You can try different approach like AutoIt
I would simply disable the print dialog by overriding the print method :
((JavascriptExecutor)driver).executeScript("window.print=function(){};");
But if you goal is to test that the printing is called then :
// get the print button
WebElement print_button = driver.findElement(By.cssSelector("..."));
// click on the print button and wait for print to be called
driver.manage().timeouts().setScriptTimeout(20, TimeUnit.SECONDS);
((JavascriptExecutor)driver).executeAsyncScript(
"var callback = arguments[1];" +
"window.print = function(){callback();};" +
"arguments[0].click();"
, print_button);
If you are going for testing only Chrome browser here is mine solution. Because of 'Robot' class or disabling print didn't work for my case.
// Choosing the second window which is the print dialog.
// Switching to opened window of print dialog.
driver.switchTo().window(driver.getWindowHandles().toArray()[1].toString());
// Runs javascript code for cancelling print operation.

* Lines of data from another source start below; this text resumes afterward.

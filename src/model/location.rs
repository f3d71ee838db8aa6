//! Position samples from the geolocation provider.

use jiff::Timestamp;
use serde::{Deserialize, Serialize};

use super::Coordinates;

/// A single fix from the position source.
///
/// `accuracy_m` is the provider's reported horizontal accuracy radius;
/// larger means worse.
#[derive(Debug, Clone, PartialEq, Serialize, Deserialize)]
pub struct LocationSample {
    pub lat: f64,
    pub lng: f64,
    pub timestamp: Timestamp,
    pub accuracy_m: f64,
}

impl LocationSample {
    pub fn coordinates(&self) -> Coordinates {
        Coordinates {
            lat: self.lat,
            lng: self.lng,
        }
    }
}
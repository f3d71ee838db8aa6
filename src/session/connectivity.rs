//! Online/offline toggling.
//!
//! Going offline only stops new assignments. With a route in progress it is
//! confirmed through a modal first, and the route is never cancelled.

use tracing::info;

use crate::modal::ModalId;
use crate::model::OnlineStatus;

use super::{DriverSessionStore, OfflineOutcome, Result, SessionChange, SessionError};

impl DriverSessionStore {
    pub fn go_online(&mut self) -> Result<()> {
        self.ensure_live()?;
        if self.driver.online_status == OnlineStatus::Online {
            return Ok(());
        }
        self.set_online_status(OnlineStatus::Online)
    }

    /// Go offline, or ask for confirmation first when a route is active.
    pub fn go_offline(&mut self) -> Result<OfflineOutcome> {
        self.ensure_live()?;
        if self.driver.online_status == OnlineStatus::Offline {
            return Ok(OfflineOutcome::WentOffline);
        }
        if self.has_active_route() {
            self.open_modal_inner(ModalId::ConfirmGoOffline);
            return Ok(OfflineOutcome::ConfirmationRequired);
        }
        self.set_online_status(OnlineStatus::Offline)?;
        Ok(OfflineOutcome::WentOffline)
    }

    /// Confirm a pending go-offline request.
    pub fn confirm_go_offline(&mut self) -> Result<()> {
        self.ensure_live()?;
        if !self.modals.is_open(ModalId::ConfirmGoOffline) {
            return Err(SessionError::InvalidTransition(
                "no go-offline confirmation pending".into(),
            ));
        }
        self.set_online_status(OnlineStatus::Offline)?;
        self.close_modal();
        Ok(())
    }

    /// Report `status` to the backend, then apply it locally.
    fn set_online_status(&mut self, status: OnlineStatus) -> Result<()> {
        self.backend.set_online(self.driver.id, status)?;
        self.driver.online_status = status;
        info!(driver = %self.driver.id, status = status.as_str(), "driver status changed");
        self.notify(SessionChange::DriverStatus(status));
        Ok(())
    }
}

// This code only executes for Chrome browsers.
JavascriptExecutor executor = (JavascriptExecutor) driver.getWebDriver();
executor.executeScript("document.getElementsByClassName('cancel')[0].click();");
// Switches to main window after print dialog operation.

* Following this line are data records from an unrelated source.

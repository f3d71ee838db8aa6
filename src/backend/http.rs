//! Blocking HTTP client for the dispatch backend.

use std::time::Duration;

use reqwest::blocking::{Client, Response};
use serde::Serialize;
use tracing::debug;
use uuid::Uuid;

use crate::config::BackendConfig;
use crate::model::{OnlineStatus, Route};

use super::{BackendError, CompletionRequest, DispatchBackend, Result, StopAck};

pub struct HttpBackend {
    client: Client,
    base_url: String,
}

#[derive(Serialize)]
struct StatusBody {
    status: OnlineStatus,
}

impl HttpBackend {
    pub fn new(config: &BackendConfig) -> Result<Self> {
        let client = Client::builder()
            .timeout(Duration::from_secs(config.timeout_secs))
            .build()?;
        Ok(Self {
            client,
            base_url: config.base_url.trim_end_matches('/').to_string(),
        })
    }

    fn url(&self, path: &str) -> String {
        format!("{}{path}", self.base_url)
    }
}

impl DispatchBackend for HttpBackend {
    fn fetch_assigned_routes(&mut self, driver_id: Uuid) -> Result<Vec<Route>> {
        let url = self.url(&format!("/drivers/{driver_id}/routes"));
        debug!(%url, "fetching assigned routes");
        let response = check(self.client.get(&url).send()?)?;
        Ok(response.json()?)
    }

    fn confirm_stop(&mut self, request: &CompletionRequest) -> Result<StopAck> {
        let url = self.url(&format!("/stops/{}/completion", request.stop_id));
        debug!(%url, outcome = ?request.outcome, "confirming stop");
        let response = check(self.client.post(&url).json(request).send()?)?;
        Ok(response.json()?)
    }

    fn set_online(&mut self, driver_id: Uuid, status: OnlineStatus) -> Result<()> {
        let url = self.url(&format!("/drivers/{driver_id}/status"));
        debug!(%url, status = status.as_str(), "reporting driver status");
        check(self.client.post(&url).json(&StatusBody { status }).send()?)?;
        Ok(())
    }
}

/// Turn a non-2xx response into [`BackendError::Status`].
fn check(response: Response) -> Result<Response> {
    let status = response.status();
    if status.is_success() {
        return Ok(response);
    }
    let body = response.text().unwrap_or_default();
    Err(BackendError::Status {
        status: status.as_u16(),
        body,
    })
}

#[cfg(test)]
mod tests {
    use super::*;

    #[test]
    fn base_url_trailing_slash_is_trimmed() {
        let backend = HttpBackend::new(&BackendConfig {
            base_url: "https://dispatch.example.com/api/".into(),
            timeout_secs: 5,
        })
        .unwrap();

        assert_eq!(
            backend.url("/drivers/x/routes"),
            "https://dispatch.example.com/api/drivers/x/routes"
        );
    }
}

driver.switchTo().window(driver.getWindowHandles().toArray()[0].toString());
Edit: In Chrome 71 this doesn't seem to work anymore since the script can't find the Cancel button. I could make it work by changing the line to:
executor.executeScript("document.querySelector(\"print-preview-app\").shadowRoot.querySelector(\"print-preview-header\").shadowRoot.querySelector(\"paper-button.cancel-button\").click();");
we can also use key for handling the print or press the cancel button operation. and it works for me.
driver.switchTo().window(driver.getWindowHandles().toArray()[1].toString());
WebElement webElement = driver.findElement(By.tagName("body"));
webElement.sendKeys(Keys.TAB);
webElement.sendKeys(Keys.ENTER);
driver.switchTo().window(driver.getWindowHandles().toArray()[0].toString());
Native window based dialog can be handled by AutoItX as described in the following code
File file = new File("lib", jacobDllVersionToUse);
System.setProperty(LibraryLoader.JACOB_DLL_PATH, file.getAbsolutePath());
WebDriver driver = new FirefoxDriver();
driver.get("http://www.joecolantonio.com/SeleniumTestPage.html");
WebElement printButton = driver.findElement(By.id("printButton"));
printButton.click();
AutoItX x = new AutoItX();
x.winActivate("Print");
x.winWaitActive("Print");
x.controlClick("Print", "", "1058");
x.ControlSetText("Print", "", "1153", "50");
Thread.sleep(3000); //This was added just so you could see that the values did change.